Литмир - Электронная Библиотека
Содержание  
A
A

Английская военная интервенция во Францию была вероятна с момента воцарения Генриха V. В конце концов, он принимал непосредственное участие в экспедиции графа Арундела в 1411 году, а также, как ошибочно полагали французы, в экспедиции Кларенса в следующем году. Никто, кроме, возможно, самого Генриха, не ожидал, что на этот раз англичан не пригласят для оказания помощи одной или другой враждующей стороне, а вторжение будет самостоятельным, без предупреждения и исключительно в своих собственных целях. Французские принцы были настолько увлечены своими личными распрями, что это просто не пришло им в голову. Они дорого заплатили за отсутствие воображения.

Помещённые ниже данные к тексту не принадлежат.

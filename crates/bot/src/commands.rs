//! Command router: every inbound topic message lands here.
//!
//! First message in an unbound topic starts the binding flow (the text is
//! held and forwarded to the agent once bound). In a bound topic, `/name`
//! commands are translated through the skill-alias map, handled natively, or
//! forwarded verbatim; `!cmd` runs in the window's working directory; plain
//! text becomes literal keystrokes with a trailing Enter.

use std::collections::HashMap;
use std::path::Path;
use std::sync::{Arc, Mutex};
use std::time::{Duration, SystemTime, UNIX_EPOCH};

use ccbot_mux::{MuxClient, MuxWindow};
use ccbot_protocol::{ChatTransport, ContentType, MessageTask};
use serde_json::Value;
use tracing::{debug, info, warn};

use crate::config::Config;
use crate::delivery::DeliveryPipeline;
use crate::hub::RouterHub;
use crate::monitor::resolve_transcript_path;
use crate::paths;
use crate::render;
use crate::session_map::SessionMapStore;
use crate::shell;
use crate::skills::SkillMap;
use crate::telegram::ChatUpdate;
use crate::transcript;

/// How long to wait for the SessionStart hook after launching the agent.
const HOOK_WAIT_TIMEOUT: Duration = Duration::from_secs(10);
const HOOK_WAIT_INTERVAL: Duration = Duration::from_millis(500);

/// Wall-clock budget for `!` shell commands.
const SHELL_TIMEOUT_SECS: u64 = 30;

/// Transcript entries shown by `/history`.
const HISTORY_ENTRIES: usize = 10;

/// Sessions offered by `/resume`.
const RESUME_LIMIT: usize = 30;

/// A held first message waiting for the user to pick or create a window.
struct PendingBinding {
    held_text: String,
    offered: Vec<MuxWindow>,
}

/// A past agent session offered by `/resume`.
#[derive(Debug, Clone, PartialEq)]
pub struct SessionSummary {
    pub session_id: String,
    pub title: String,
    pub last_active: f64,
    pub message_count: usize,
}

pub struct CommandRouter {
    cfg: Arc<Config>,
    mux: MuxClient,
    hub: Arc<RouterHub>,
    session_map: Arc<SessionMapStore>,
    pipeline: Arc<DeliveryPipeline>,
    transport: Arc<dyn ChatTransport>,
    skills: SkillMap,
    pending: Mutex<HashMap<(i64, i64), PendingBinding>>,
    resume_offers: Mutex<HashMap<(i64, i64), Vec<SessionSummary>>>,
}

/// Split `/name args` into `(name, args)`, stripping a `@botname` mention.
fn parse_command(text: &str) -> Option<(String, String)> {
    let rest = text.strip_prefix('/')?;
    let mut parts = rest.splitn(2, char::is_whitespace);
    let raw_name = parts.next()?;
    let name = raw_name.split('@').next().unwrap_or(raw_name);
    if name.is_empty() {
        return None;
    }
    Some((
        name.to_string(),
        parts.next().unwrap_or("").trim().to_string(),
    ))
}

/// Window names come from directory basenames; tmux treats some characters
/// specially, so normalize them away.
fn sanitize_window_name(name: &str) -> String {
    let cleaned: String = name
        .chars()
        .map(|c| match c {
            ':' | '.' | ' ' | '\t' => '-',
            c => c,
        })
        .collect();
    if cleaned.is_empty() {
        "session".to_string()
    } else {
        cleaned
    }
}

Генрих ждал и готовился к такой возможности с момента своего восшествия на престол. Хотя установление законности и порядка в его собственном королевстве было приоритетной задачей, она не была единственной и постоянно соперничала за его внимание с внешнеполитической. В отличие от своего отца, Генрих не просто реагировал на события на континенте, а активно пытался влиять на них. У нового короля было две цели: нейтрализовать те приморские государства, которые традиционно вступали в союз с Францией против Англии, и защитить английское торговое судоходство и прибрежные города от нападений.

Испанское королевство Кастилия постоянно помогало французам против англичан, несмотря на то, что его регент, вдовствующая королева Екатерина, была сводной сестрой Генриха IV.[109] Кастильские галеры часто нападали на английские суда на пути в Аквитанию и обратно, а небольшой кастильский корабль под командованием "непобедимого рыцаря" Дона Перо Нино в начале 1400-х годов совершил несколько набегов на Бордо, Джерси и юго-западное побережье Англии, угоняя корабли, грабя и сжигая города и убивая их жителей. Новый король заключил перемирие с Кастилией, назначив арбитров для урегулирования споров и претензий, возникавших с обеих сторон, и сохраняя перспективу окончательного мира в ходе продолжающихся переговоров. Для Генриха V было характерно то, что он не позволял нарушениям перемирия оставаться без последствий, даже если они совершались его собственной стороной. Уже 17 мая 1413 года он приказал освободить два испанских корабля, "Сейнт Пере де Сейнт Майо эн Бискай" и "Сент Перси" вместе с грузом, которые были захвачены и доставлены в Саутгемптон его собственным кораблем, "Габриэль де ла Тур".[110] Эта примирительная политика достигла своей краткосрочной цели — предотвратить любое кастильское вмешательство в английские дела.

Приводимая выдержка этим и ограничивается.